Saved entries
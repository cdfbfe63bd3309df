//! Top-level error type and user-facing error messages
//!
//! Each layer has its own `thiserror` enum; [`JobScoutError`] aggregates them
//! for `main`, which prints [`JobScoutError::user_message`] and exits with
//! [`JobScoutError::exit_code`].

use crate::config::ConfigError;
use crate::consumer::ConsumerError;
use crate::criteria::InputError;
use crate::pipeline::runner::PipelineError;
use once_cell::sync::Lazy;
use regex::Regex;
use thiserror::Error;

const MAX_MESSAGE_LEN: usize = 500;

static SECRET_PATTERN: Lazy<Regex> = Lazy::new(|| {
    Regex::new(r"(?i)(password|token|key|secret|bearer)([=:]\s*|\s+)[A-Za-z0-9._~+/=-]{8,}")
        .expect("secret pattern is valid")
});

static SECRET_PATH_PATTERN: Lazy<Regex> = Lazy::new(|| {
    Regex::new(r"/[a-zA-Z0-9._/-]+/(secrets?|\.ssh|\.aws|\.config)/[a-zA-Z0-9._/-]+")
        .expect("secret path pattern is valid")
});

/// Main error type for a jobscout invocation
#[derive(Debug, Error)]
pub enum JobScoutError {
    #[error("Configuration error: {0}")]
    Config(#[from] ConfigError),

    #[error("Invalid input: {0}")]
    Input(#[from] InputError),

    #[error("Pipeline error: {0}")]
    Pipeline(#[from] PipelineError),

    #[error("{0}")]
    Consumer(#[from] ConsumerError),

    #[error("Setup error: {message}")]
    Setup { message: String },
}

impl JobScoutError {
    pub fn setup<S: Into<String>>(message: S) -> Self {
        Self::Setup {
            message: message.into(),
        }
    }

    /// Process exit status for this error
    pub fn exit_code(&self) -> i32 {
        match self {
            Self::Config(_) | Self::Input(_) => 2,
            Self::Pipeline(PipelineError::Cancelled { .. }) => 130,
            Self::Pipeline(PipelineError::Rejected { .. }) => 3,
            _ => 1,
        }
    }

    /// Message safe to show on the terminal
    pub fn user_message(&self) -> String {
        sanitize_error_message(&self.to_string())
    }
}

/// Redact secret-looking values and file paths, then cap the length
pub fn sanitize_error_message(message: &str) -> String {
    let sanitized = SECRET_PATTERN.replace_all(message, "${1}=***");
    let mut sanitized = SECRET_PATH_PATTERN
        .replace_all(&sanitized, "/***REDACTED***/")
        .into_owned();

    if sanitized.len() > MAX_MESSAGE_LEN {
        let suffix = "...[truncated]";
        let mut cut = MAX_MESSAGE_LEN - suffix.len();
        while !sanitized.is_char_boundary(cut) {
            cut -= 1;
        }
        sanitized.truncate(cut);
        sanitized.push_str(suffix);
    }

    sanitized
}

/// Result type for jobscout operations
pub type JobScoutResult<T> = Result<T, JobScoutError>;

#[cfg(test)]
mod tests {
    use super::*;
    use crate::pipeline::runner::CancelReason;
    use crate::pipeline::stage::StageKind;

    #[test]
    fn test_error_message_sanitization() {
        let sanitized = sanitize_error_message("Request failed: api_key=sk-abcdef1234567890");
        assert!(!sanitized.contains("sk-abcdef1234567890"));
        assert!(sanitized.contains("key=***"));
    }

    #[test]
    fn test_bearer_token_redacted() {
        let sanitized = sanitize_error_message("header Authorization: Bearer abcdefgh12345678 rejected");
        assert!(!sanitized.contains("abcdefgh12345678"));
    }

    #[test]
    fn test_short_values_are_kept() {
        // "key: 42" is not a credential
        assert_eq!(sanitize_error_message("missing key: 42"), "missing key: 42");
    }

    #[test]
    fn test_missing_secret_name_survives() {
        let err = JobScoutError::Config(ConfigError::MissingSecret("OPENAI_API_KEY".to_string()));
        assert!(err.user_message().contains("OPENAI_API_KEY"));
    }

    #[test]
    fn test_long_message_truncation() {
        let sanitized = sanitize_error_message(&"x".repeat(1000));
        assert_eq!(sanitized.len(), MAX_MESSAGE_LEN);
        assert!(sanitized.ends_with("...[truncated]"));
    }

    #[test]
    fn test_truncation_respects_char_boundaries() {
        let sanitized = sanitize_error_message(&"é".repeat(400));
        assert!(sanitized.len() <= MAX_MESSAGE_LEN);
        assert!(sanitized.ends_with("...[truncated]"));
    }

    #[test]
    fn test_file_path_redaction() {
        let sanitized = sanitize_error_message("cannot open /home/user/.aws/credentials");
        assert!(sanitized.contains("/***REDACTED***/"));
        assert!(!sanitized.contains("credentials"));
    }

    #[test]
    fn test_exit_codes() {
        assert_eq!(
            JobScoutError::Input(InputError::InvalidLeadCount("abc".to_string())).exit_code(),
            2
        );
        assert_eq!(
            JobScoutError::Pipeline(PipelineError::Cancelled {
                stage: StageKind::Discovery,
                reason: CancelReason::Interrupted,
            })
            .exit_code(),
            130
        );
        assert_eq!(
            JobScoutError::Pipeline(PipelineError::Rejected {
                stage: StageKind::Discovery,
                reason: "no".to_string(),
            })
            .exit_code(),
            3
        );
        assert_eq!(JobScoutError::setup("x").exit_code(), 1);
    }
}
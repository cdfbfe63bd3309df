//! LLM provider abstraction and trait definitions

use async_trait::async_trait;
use serde::{Deserialize, Serialize};
use std::collections::HashMap;
use thiserror::Error;

/// A single message in a conversation
#[derive(Debug, Clone, Serialize, Deserialize)]
pub struct Message {
    pub role: MessageRole,
    pub content: String,
}

impl Message {
    pub fn system(content: impl Into<String>) -> Self {
        Self {
            role: MessageRole::System,
            content: content.into(),
        }
    }

    pub fn user(content: impl Into<String>) -> Self {
        Self {
            role: MessageRole::User,
            content: content.into(),
        }
    }

    pub fn assistant(content: impl Into<String>) -> Self {
        Self {
            role: MessageRole::Assistant,
            content: content.into(),
        }
    }
}

/// Message roles in a conversation
#[derive(Debug, Clone, PartialEq, Serialize, Deserialize)]
#[serde(rename_all = "lowercase")]
pub enum MessageRole {
    System,
    User,
    Assistant,
}

/// LLM completion request parameters
#[derive(Debug, Clone)]
pub struct CompletionRequest {
    pub messages: Vec<Message>,
    pub model: String,
    pub max_tokens: Option<u32>,
    pub temperature: Option<f32>,
    pub tools: Option<Vec<crate::tools::ToolDescription>>,
    pub metadata: HashMap<String, String>,
}

/// Tool call information from LLM response
#[derive(Debug, Clone, Serialize, Deserialize)]
pub struct ToolCall {
    pub id: String,
    pub name: String,
    pub arguments: serde_json::Value,
}

/// LLM completion response
#[derive(Debug, Clone, Serialize, Deserialize)]
pub struct CompletionResponse {
    pub content: Option<String>,
    pub model: String,
    pub usage: TokenUsage,
    pub finish_reason: FinishReason,
    pub tool_calls: Option<Vec<ToolCall>>,
    pub metadata: HashMap<String, String>,
}

/// Token usage statistics
#[derive(Debug, Clone, Default, Serialize, Deserialize)]
pub struct TokenUsage {
    pub prompt_tokens: u32,
    pub completion_tokens: u32,
    pub total_tokens: u32,
}

/// Reason why completion finished
#[derive(Debug, Clone, PartialEq, Serialize, Deserialize)]
pub enum FinishReason {
    Stop,
    Length,
    ToolCalls,
    ContentFilter,
    Error,
}

/// LLM provider trait for dependency injection and testing
#[async_trait]
pub trait LlmProvider: Send + Sync {
    /// Get the provider name (e.g., "openai")
    fn name(&self) -> &str;

    /// Generate a completion from the given request
    async fn complete(&self, request: CompletionRequest) -> Result<CompletionResponse, LlmError>;
}

/// LLM provider errors
#[derive(Debug, Clone, Error)]
pub enum LlmError {
    #[error("Provider not configured: {0}")]
    NotConfigured(String),
    #[error("Authentication failed: {0}")]
    AuthenticationFailed(String),
    #[error("Rate limit exceeded: {0}")]
    RateLimitExceeded(String),
    #[error("Request failed: {0}")]
    RequestFailed(String),
    #[error("Invalid response: {0}")]
    InvalidResponse(String),
    #[error("Network error: {0}")]
    NetworkError(String),
    #[error("API error: {0}")]
    ApiError(String),
}

#[cfg(test)]
mod tests {
    use super::*;

    #[test]
    fn test_message_constructors() {
        assert_eq!(Message::system("s").role, MessageRole::System);
        assert_eq!(Message::user("u").role, MessageRole::User);
        let assistant = Message::assistant("a");
        assert_eq!(assistant.role, MessageRole::Assistant);
        assert_eq!(assistant.content, "a");
    }

    #[test]
    fn test_token_usage_default() {
        let usage = TokenUsage::default();
        assert_eq!(usage.prompt_tokens, 0);
        assert_eq!(usage.completion_tokens, 0);
        assert_eq!(usage.total_tokens, 0);
    }

    #[test]
    fn test_llm_error_display() {
        let errors = vec![
            LlmError::NotConfigured("test".to_string()),
            LlmError::AuthenticationFailed("test".to_string()),
            LlmError::RateLimitExceeded("test".to_string()),
            LlmError::RequestFailed("test".to_string()),
            LlmError::InvalidResponse("test".to_string()),
            LlmError::NetworkError("test".to_string()),
            LlmError::ApiError("test".to_string()),
        ];

        for error in errors {
            assert!(error.to_string().ends_with("test"));
        }
    }

    #[test]
    fn test_message_role_serialization() {
        assert_eq!(
            serde_json::to_string(&MessageRole::System).unwrap(),
            "\"system\""
        );
        assert_eq!(serde_json::to_string(&MessageRole::User).unwrap(), "\"user\"");
        assert_eq!(
            serde_json::to_string(&MessageRole::Assistant).unwrap(),
            "\"assistant\""
        );
    }
}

Work item
Copy each line from the entries above that has the word "RequestFailed" in it.

Response below
    RequestFailed(String),
            LlmError::RequestFailed("test".to_string()),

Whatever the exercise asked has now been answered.